▸ **WORK TO COMPLETE**: Reproduce the data below line by line, from its first line to the line with "1. the exam", both included, and nothing past that point.

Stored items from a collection
· · · ·

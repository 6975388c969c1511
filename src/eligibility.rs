//! Exam-entry eligibility decisions.
//!
//! A scan is checked against four read-only collaborators in a fixed order:
//!
//! 1. the exam exists in the catalog,
//! 2. the student is registered for it,
//! 3. the student's attendance in the exam's course meets the threshold,
//! 4. the student is not a fee defaulter.
//!
//! The first failing check decides the verdict and later checks are skipped.
//! A missing attendance record fails check 3; a missing fee record passes
//! check 4.

use std::fmt;

use serde::{Serialize, Serializer};
use thiserror::Error;
use tracing::debug;

use crate::models::{Exam, FeeStatus};

/// Minimum attendance percentage required to sit an exam.
pub const MIN_ATTENDANCE_REQUIRED: f64 = 75.0;

pub trait ExamCatalog {
    fn find_exam_by_id(&self, id: &str) -> Option<Exam>;
}

pub trait RegistrationRoster {
    fn is_registered(&self, student_email: &str, exam_id: &str) -> bool;
}

pub trait AttendanceLedger {
    /// Attendance percentage for a student in a course, if recorded.
    fn attendance(&self, student_email: &str, course_code: &str) -> Option<f64>;
}

pub trait FeeLedger {
    fn fee_status(&self, student_email: &str) -> Option<FeeStatus>;
}

impl<T: ExamCatalog + ?Sized> ExamCatalog for &T {
    fn find_exam_by_id(&self, id: &str) -> Option<Exam> {
        (**self).find_exam_by_id(id)
    }
}

impl<T: RegistrationRoster + ?Sized> RegistrationRoster for &T {
    fn is_registered(&self, student_email: &str, exam_id: &str) -> bool {
        (**self).is_registered(student_email, exam_id)
    }
}

impl<T: AttendanceLedger + ?Sized> AttendanceLedger for &T {
    fn attendance(&self, student_email: &str, course_code: &str) -> Option<f64> {
        (**self).attendance(student_email, course_code)
    }
}

impl<T: FeeLedger + ?Sized> FeeLedger for &T {
    fn fee_status(&self, student_email: &str) -> Option<FeeStatus> {
        (**self).fee_status(student_email)
    }
}

/// Caller contract violations. Business rejections are never errors.
#[derive(Error, Debug, Clone, PartialEq, Eq)]
pub enum EligibilityError {
    #[error("student email must not be empty")]
    MissingStudentEmail,
}

#[derive(Debug, Clone, Copy, PartialEq, Eq, Hash, PartialOrd, Ord)]
pub enum DecisionKind {
    Eligible,
    ExamNotFound,
    NotRegistered,
    InsufficientAttendance,
    FeeDefaulter,
}

impl DecisionKind {
    pub fn as_str(&self) -> &'static str {
        match self {
            DecisionKind::Eligible => "eligible",
            DecisionKind::ExamNotFound => "exam_not_found",
            DecisionKind::NotRegistered => "not_registered",
            DecisionKind::InsufficientAttendance => "insufficient_attendance",
            DecisionKind::FeeDefaulter => "fee_defaulter",
        }
    }
}

impl fmt::Display for DecisionKind {
    fn fmt(&self, f: &mut fmt::Formatter<'_>) -> fmt::Result {
        f.write_str(self.as_str())
    }
}

/// Why a scan was turned away. `Display` renders the message shown to the student.
#[derive(Debug, Clone, PartialEq)]
pub enum Rejection {
    ExamNotFound,
    NotRegistered { course_code: String },
    InsufficientAttendance { course_code: String, required: f64 },
    FeeDefaulter,
}

impl Rejection {
    pub fn kind(&self) -> DecisionKind {
        match self {
            Rejection::ExamNotFound => DecisionKind::ExamNotFound,
            Rejection::NotRegistered { .. } => DecisionKind::NotRegistered,
            Rejection::InsufficientAttendance { .. } => DecisionKind::InsufficientAttendance,
            Rejection::FeeDefaulter => DecisionKind::FeeDefaulter,
        }
    }
}

impl fmt::Display for Rejection {
    fn fmt(&self, f: &mut fmt::Formatter<'_>) -> fmt::Result {
        match self {
            Rejection::ExamNotFound => write!(f, "Invalid Exam QR Code. Exam not found."),
            Rejection::NotRegistered { course_code } => {
                write!(f, "You are not registered for the {course_code} exam.")
            }
            Rejection::InsufficientAttendance {
                course_code,
                required,
            } => write!(
                f,
                "Short attendance in {course_code}. Minimum {required}% required."
            ),
            Rejection::FeeDefaulter => {
                write!(f, "You are a fee defaulter. Please clear your dues.")
            }
        }
    }
}

/// The verdict for one scan.
#[derive(Debug, Clone, PartialEq)]
pub enum VerificationResult {
    Eligible(Exam),
    Rejected(Rejection),
}

impl VerificationResult {
    pub fn success(&self) -> bool {
        matches!(self, VerificationResult::Eligible(_))
    }

    pub fn kind(&self) -> DecisionKind {
        match self {
            VerificationResult::Eligible(_) => DecisionKind::Eligible,
            VerificationResult::Rejected(rejection) => rejection.kind(),
        }
    }

    /// Student-facing reason, present only on rejection.
    pub fn reason(&self) -> Option<String> {
        match self {
            VerificationResult::Eligible(_) => None,
            VerificationResult::Rejected(rejection) => Some(rejection.to_string()),
        }
    }

    /// The matched exam, present only on success.
    pub fn exam_details(&self) -> Option<&Exam> {
        match self {
            VerificationResult::Eligible(exam) => Some(exam),
            VerificationResult::Rejected(_) => None,
        }
    }

    pub fn rejection(&self) -> Option<&Rejection> {
        match self {
            VerificationResult::Eligible(_) => None,
            VerificationResult::Rejected(rejection) => Some(rejection),
        }
    }
}

#[derive(Serialize)]
#[serde(rename_all = "camelCase")]
struct VerificationRecord<'a> {
    success: bool,
    kind: &'static str,
    #[serde(skip_serializing_if = "Option::is_none")]
    reason: Option<String>,
    #[serde(skip_serializing_if = "Option::is_none")]
    exam_details: Option<&'a Exam>,
}

impl Serialize for VerificationResult {
    fn serialize<S: Serializer>(&self, serializer: S) -> Result<S::Ok, S::Error> {
        VerificationRecord {
            success: self.success(),
            kind: self.kind().as_str(),
            reason: self.reason(),
            exam_details: self.exam_details(),
        }
        .serialize(serializer)
    }
}

/// Decides exam entry from the four lookup collaborators. Holds no state of
/// its own, so repeated calls over unchanged data return identical verdicts.
#[derive(Debug, Clone)]
pub struct EligibilityEvaluator<C, R, A, F> {
    catalog: C,
    roster: R,
    attendance: A,
    fees: F,
}

impl<C, R, A, F> EligibilityEvaluator<C, R, A, F>
where
    C: ExamCatalog,
    R: RegistrationRoster,
    A: AttendanceLedger,
    F: FeeLedger,
{
    pub fn new(catalog: C, roster: R, attendance: A, fees: F) -> Self {
        Self {
            catalog,
            roster,
            attendance,
            fees,
        }
    }

    /// `student_email` must already be normalized; it is matched verbatim.
    pub fn evaluate(
        &self,
        exam_id: &str,
        student_email: &str,
    ) -> Result<VerificationResult, EligibilityError> {
        if student_email.trim().is_empty() {
            return Err(EligibilityError::MissingStudentEmail);
        }

        let Some(exam) = self.catalog.find_exam_by_id(exam_id) else {
            debug!(exam_id, "exam not found");
            return Ok(VerificationResult::Rejected(Rejection::ExamNotFound));
        };

        if !self.roster.is_registered(student_email, exam_id) {
            debug!(exam_id, student_email, "student not registered");
            return Ok(VerificationResult::Rejected(Rejection::NotRegistered {
                course_code: exam.course_code,
            }));
        }

        let percentage = self.attendance.attendance(student_email, &exam.course_code);
        if !meets_attendance_threshold(percentage) {
            debug!(
                exam_id,
                student_email,
                course_code = %exam.course_code,
                ?percentage,
                "attendance below threshold"
            );
            return Ok(VerificationResult::Rejected(
                Rejection::InsufficientAttendance {
                    course_code: exam.course_code,
                    required: MIN_ATTENDANCE_REQUIRED,
                },
            ));
        }

        if let Some(status) = self.fees.fee_status(student_email) {
            if status.is_defaulter {
                debug!(student_email, "student is a fee defaulter");
                return Ok(VerificationResult::Rejected(Rejection::FeeDefaulter));
            }
        }

        debug!(exam_id, student_email, "student eligible");
        Ok(VerificationResult::Eligible(exam))
    }
}

/// Missing and non-finite percentages fail.
fn meets_attendance_threshold(percentage: Option<f64>) -> bool {
    matches!(percentage, Some(value) if value.is_finite() && value >= MIN_ATTENDANCE_REQUIRED)
}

· · · ·

▸ **ANSWER BELOW**:
repository 6975388c969c1511
filename src/eligibility.rs
//! Exam-entry eligibility decisions.
//!
//! A scan is checked against four read-only collaborators in a fixed order:
//!
//! 1. the exam exists in the catalog,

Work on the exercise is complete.